Extend intel_update_topdown_event() to accept the value from PEBS
records.

Add a new PEBS_CNTR flag to indicate a sample read group that utilizes
the counters snapshotting feature. When the group is scheduled, the
PEBS configure can be updated accordingly.

To prevent the case that a PEBS record value might be in the past
relative to what is already in the event, perf always stops the PMU and
drains the PEBS buffer before updating the corresponding event->count.

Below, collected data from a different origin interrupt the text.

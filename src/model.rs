use log::{debug, warn};

use crate::backend::Backend;
use crate::config::ReplicaOptions;
use crate::error::{ParallelErr, Result};

/// A model as seen by the launcher: something that can be moved to a device and run.
pub trait Module {
    type Input;
    type Output;

    /// Moves every parameter to `device`.
    fn to_device(&mut self, device: usize) -> Result<()>;

    fn forward(&mut self, input: Self::Input) -> Self::Output;
}

/// A module wrapped by the framework so its gradients are kept in sync with its peers.
pub trait Replica {
    type Input;
    type Output;

    fn forward(&mut self, input: Self::Input) -> Self::Output;

    /// Names of the parameters that received no gradient in the last backward pass.
    fn unused_parameters(&self) -> Vec<String>;

    /// Exchanges the local gradients with every peer replica.
    fn synchronize(&mut self) -> Result<()>;
}

/// The framework's data-parallel wrapping of a `Module`.
pub trait Replicate<M: Module> {
    type Replica: Replica<Input = M::Input, Output = M::Output>;

    fn replicate(&self, module: M, opts: &ReplicaOptions) -> Result<Self::Replica>;
}

/// A model replica bound to one device, forwarding calls to the framework's wrapper.
pub struct ParallelModel<R> {
    replica: R,
    opts: ReplicaOptions,
}

impl<R: Replica> ParallelModel<R> {
    /// Places `module` on the requested device and wraps it for data parallelism.
    ///
    /// # Args
    /// * `module` - The local model.
    /// * `backend` - The framework doing placement and replication.
    /// * `opts` - Target device and unused-parameter tolerance.
    ///
    /// # Errors
    /// Propagates placement and replication failures from the framework.
    pub fn new<M, B>(mut module: M, backend: &B, opts: ReplicaOptions) -> Result<Self>
    where
        M: Module,
        B: Backend + Replicate<M, Replica = R>,
    {
        backend.set_device(opts.device)?;
        module.to_device(opts.device)?;
        let replica = backend.replicate(module, &opts)?;

        debug!(
            device = opts.device,
            find_unused_parameters = opts.find_unused_parameters;
            "wrapped model replica"
        );

        Ok(Self { replica, opts })
    }

    /// Runs the replica's forward pass and returns whatever it returns.
    #[inline]
    pub fn forward(&mut self, input: R::Input) -> R::Output {
        self.replica.forward(input)
    }

    /// Synchronizes gradients after a backward pass.
    ///
    /// # Errors
    /// Returns `UnusedParameters` if some parameter got no gradient and unused
    /// parameters aren't tolerated, or the framework's synchronization error.
    pub fn synchronize(&mut self) -> Result<()> {
        let unused = self.replica.unused_parameters();

        if !unused.is_empty() {
            if !self.opts.find_unused_parameters {
                return Err(ParallelErr::UnusedParameters { names: unused });
            }

            warn!(device = self.opts.device, unused = unused.len(); "parameters received no gradient");
        }

        self.replica.synchronize()
    }

    #[inline]
    pub fn device(&self) -> usize {
        self.opts.device
    }

    #[inline]
    pub fn options(&self) -> &ReplicaOptions {
        &self.opts
    }

    #[inline]
    pub fn replica(&self) -> &R {
        &self.replica
    }

    #[inline]
    pub fn replica_mut(&mut self) -> &mut R {
        &mut self.replica
    }

    pub fn into_inner(self) -> R {
        self.replica
    }
}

Suggested-by: Peter Zijlstra (Intel) <peterz@infradead.org>
Signed-off-by: Kan Liang <kan.liang@linux.intel.com>
---

Changes since V9:
- Remove the stale Reviewed-by tag
- Add late_setup static call in struct x86_pmu
- Rename and move the late_setup to the begin of x86_pmu_enable()
- Update the comment in intel_perf_event_update_pmc() to explain
  the case of HES_STOPPED counter.
- Move INTEL_PMC_IDX_FIXED out of PEBS_DATACFG_FIX_BIT
- Rename intel_perf_event_pmc_to_count() intel_perf_event_update_pmc()
- Add a helper function __setup_pebs_counter_group() to avoid goto

 arch/x86/events/core.c             |  13 ++
 arch/x86/events/intel/core.c       |  75 ++++++++---
 arch/x86/events/intel/ds.c         | 191 +++++++++++++++++++++++++++--
 arch/x86/events/perf_event.h       |  13 ++
 arch/x86/events/perf_event_flags.h |   2 +-
 arch/x86/include/asm/perf_event.h  |  15 +++
 6 files changed, 284 insertions(+), 25 deletions(-)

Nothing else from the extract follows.